Prompt — Looking through the data, please report how many lines contain the string "outcome", giving nothing but the number.

^^^^^^^^

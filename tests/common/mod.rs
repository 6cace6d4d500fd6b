//! Shared fixtures for integration tests
#![allow(dead_code)]

use homismart_bridge::client::{CapabilitySet, DeviceHandle, HomismartClient};
use homismart_bridge::mock::{MockClient, MockDevice};
use homismart_bridge::Coordinator;
use std::sync::Arc;
use std::time::Duration;

/// A mixed device set covering every inference branch:
/// two covers, an on/off lamp, a level-only (dimmable) lamp and a plug.
pub fn test_devices() -> Vec<Arc<MockDevice>> {
    vec![
        Arc::new(
            MockDevice::new("Living Room Shutter")
                .with_capabilities(CapabilitySet::none().with_level().with_stop())
                .with_current_level(70)
                .with_battery(88)
                .with_rssi(-61),
        ),
        Arc::new(
            MockDevice::new("Bedroom Blind")
                .with_capabilities(CapabilitySet::none().with_level())
                .with_current_level(100),
        ),
        Arc::new(
            MockDevice::new("Kitchen Lamp")
                .with_capabilities(CapabilitySet::none().with_on_off())
                .with_is_on(true),
        ),
        Arc::new(
            MockDevice::new("Desk Lamp")
                .with_capabilities(CapabilitySet::none().with_level())
                .with_current_level(40),
        ),
        Arc::new(
            MockDevice::new("Garden Plug")
                .with_capabilities(CapabilitySet::none().with_on_off())
                .with_is_on(false)
                .with_online(false),
        ),
    ]
}

/// Wrap mock devices in a mock client
pub fn client_with(devices: &[Arc<MockDevice>]) -> Arc<MockClient> {
    let handles = devices
        .iter()
        .map(|device| Arc::clone(device) as Arc<dyn DeviceHandle>)
        .collect();
    Arc::new(MockClient::with_devices(handles))
}

/// Coordinator over the given client with one successful refresh done
pub async fn ready_coordinator(client: Arc<MockClient>) -> Arc<Coordinator> {
    let coordinator = Arc::new(Coordinator::new(
        client as Arc<dyn HomismartClient>,
        Duration::from_secs(30),
    ));
    coordinator
        .refresh()
        .await
        .expect("initial refresh must succeed");
    coordinator
}
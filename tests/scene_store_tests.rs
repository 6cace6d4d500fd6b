//! Scene store integration tests: persistence, merge semantics and the
//! capture/replay round trip.

mod common;

use chrono::Utc;
use common::*;
use homismart_bridge::scenes::{self, CaptureOptions, Scene, SceneDeviceState, SceneStore};
use homismart_bridge::{BridgeService, DeviceType, HomismartError};
use std::sync::Arc;
use tempfile::TempDir;

fn temp_store() -> (SceneStore, TempDir) {
    let dir = TempDir::new().expect("temp dir");
    let store = SceneStore::new(dir.path().join("scenes.json"));
    (store, dir)
}

fn scene_named(name: &str) -> Scene {
    Scene {
        name: name.to_string(),
        created: Utc::now(),
        devices: vec![SceneDeviceState {
            id: "Living Room Shutter".to_string(),
            label: "Living Room Shutter".to_string(),
            device_type: DeviceType::Shutter,
            position: Some(30),
            state: None,
            brightness: None,
        }],
    }
}

#[tokio::test]
async fn test_missing_file_is_empty_store() {
    let (store, _dir) = temp_store();
    assert!(store.load_all().await.expect("load").is_empty());
    assert!(store.load("anything").await.expect("load").is_none());
}

#[tokio::test]
async fn test_saving_two_scenes_keeps_both() {
    let (store, _dir) = temp_store();

    store.save(&scene_named("A")).await.expect("save A");
    store.save(&scene_named("B")).await.expect("save B");

    let all = store.load_all().await.expect("load all");
    assert_eq!(all.len(), 2);
    assert!(all.contains_key("A"));
    assert!(all.contains_key("B"));
}

#[tokio::test]
async fn test_resaving_overwrites_only_that_scene() {
    let (store, _dir) = temp_store();

    store.save(&scene_named("A")).await.expect("save A");
    store.save(&scene_named("B")).await.expect("save B");

    let mut replacement = scene_named("A");
    replacement.devices[0].position = Some(80);
    store.save(&replacement).await.expect("re-save A");

    let all = store.load_all().await.expect("load all");
    assert_eq!(all.len(), 2);
    assert_eq!(all["A"].devices[0].position, Some(80));
    assert_eq!(all["B"].devices[0].position, Some(30));
}

#[tokio::test]
async fn test_store_instances_share_the_document() {
    let (store, dir) = temp_store();
    store.save(&scene_named("A")).await.expect("save A");

    // A fresh instance over the same path merges rather than clobbers
    let second = SceneStore::new(store.path().to_path_buf());
    second.save(&scene_named("B")).await.expect("save B");

    let all = store.load_all().await.expect("load all");
    assert_eq!(all.len(), 2);
    drop(dir);
}

#[tokio::test]
async fn test_corrupted_document_aborts_save() {
    let (store, _dir) = temp_store();
    store.save(&scene_named("A")).await.expect("save A");

    tokio::fs::write(store.path(), "{not json").await.expect("corrupt");

    let err = store.save(&scene_named("B")).await.expect_err("save must fail");
    assert!(matches!(err, HomismartError::SceneStorage(_)));

    // The failed save did not touch the document
    let after = tokio::fs::read_to_string(store.path()).await.expect("read");
    assert_eq!(after, "{not json");
}

#[tokio::test]
async fn test_capture_persist_reload_apply_round_trip() {
    let devices = test_devices();
    let coordinator = ready_coordinator(client_with(&devices)).await;
    let (store, _dir) = temp_store();
    let service = BridgeService::new(Arc::clone(&coordinator), store);

    // The shutter sits at vendor 70, so the scene stores host 30
    let options = CaptureOptions {
        include_covers: true,
        include_lights: false,
        label_filter: None,
    };
    let scene = service.create_scene("evening", &options).await.expect("create");
    assert_eq!(scene.devices.len(), 2);
    assert!(scene.devices.iter().all(|d| d.device_type.is_cover()));
    assert_eq!(scene.devices[0].position, Some(30));

    // Replay sends vendor round_to_ten(100 - 30) = 70
    let outcome = service.activate_scene("evening").await.expect("activate");
    assert_eq!(outcome.total, 2);
    assert_eq!(outcome.succeeded, 2);
    assert_eq!(devices[0].commands(), vec!["set_level:70"]);
    // Blind was captured at vendor 100 -> host 0 -> replayed as vendor 100
    assert_eq!(devices[1].commands(), vec!["set_level:100"]);
}

#[tokio::test]
async fn test_activate_unknown_scene_is_validation_error() {
    let coordinator = ready_coordinator(client_with(&test_devices())).await;
    let (store, _dir) = temp_store();
    let service = BridgeService::new(coordinator, store);

    let err = service.activate_scene("nope").await.expect_err("must fail");
    assert!(matches!(err, HomismartError::SceneNotFound(_)));
}

#[tokio::test]
async fn test_apply_replays_binary_devices() {
    let devices = test_devices();
    let coordinator = ready_coordinator(client_with(&devices)).await;

    let scene = Scene {
        name: "lights".to_string(),
        created: Utc::now(),
        devices: vec![
            SceneDeviceState {
                id: "Kitchen Lamp".to_string(),
                label: "Kitchen Lamp".to_string(),
                device_type: DeviceType::Light,
                position: None,
                state: Some(true),
                brightness: None,
            },
            SceneDeviceState {
                id: "Garden Plug".to_string(),
                label: "Garden Plug".to_string(),
                device_type: DeviceType::Switch,
                position: None,
                state: Some(false),
                brightness: None,
            },
        ],
    };

    let succeeded = scenes::apply(&coordinator, &scene).await;
    assert_eq!(succeeded, 2);
    assert_eq!(devices[2].commands(), vec!["turn_on"]);
    assert_eq!(devices[4].commands(), vec!["turn_off"]);
}

#[tokio::test]
async fn test_apply_counts_partial_failure() {
    let devices = test_devices();
    let coordinator = ready_coordinator(client_with(&devices)).await;

    let mut scene = scene_named("partial");
    scene.devices.push(SceneDeviceState {
        id: "Missing Device".to_string(),
        label: "Missing Device".to_string(),
        device_type: DeviceType::Switch,
        position: None,
        state: Some(true),
        brightness: None,
    });

    let succeeded = scenes::apply(&coordinator, &scene).await;
    assert_eq!(succeeded, 1);
}

#[tokio::test]
async fn test_empty_scene_name_is_rejected() {
    let coordinator = ready_coordinator(client_with(&test_devices())).await;
    let (store, _dir) = temp_store();
    let service = BridgeService::new(coordinator, store);

    let err = service
        .create_scene("  ", &CaptureOptions::default())
        .await
        .expect_err("must fail");
    assert!(matches!(err, HomismartError::InvalidInput(_)));
}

^^^^^^^^

Task response — 3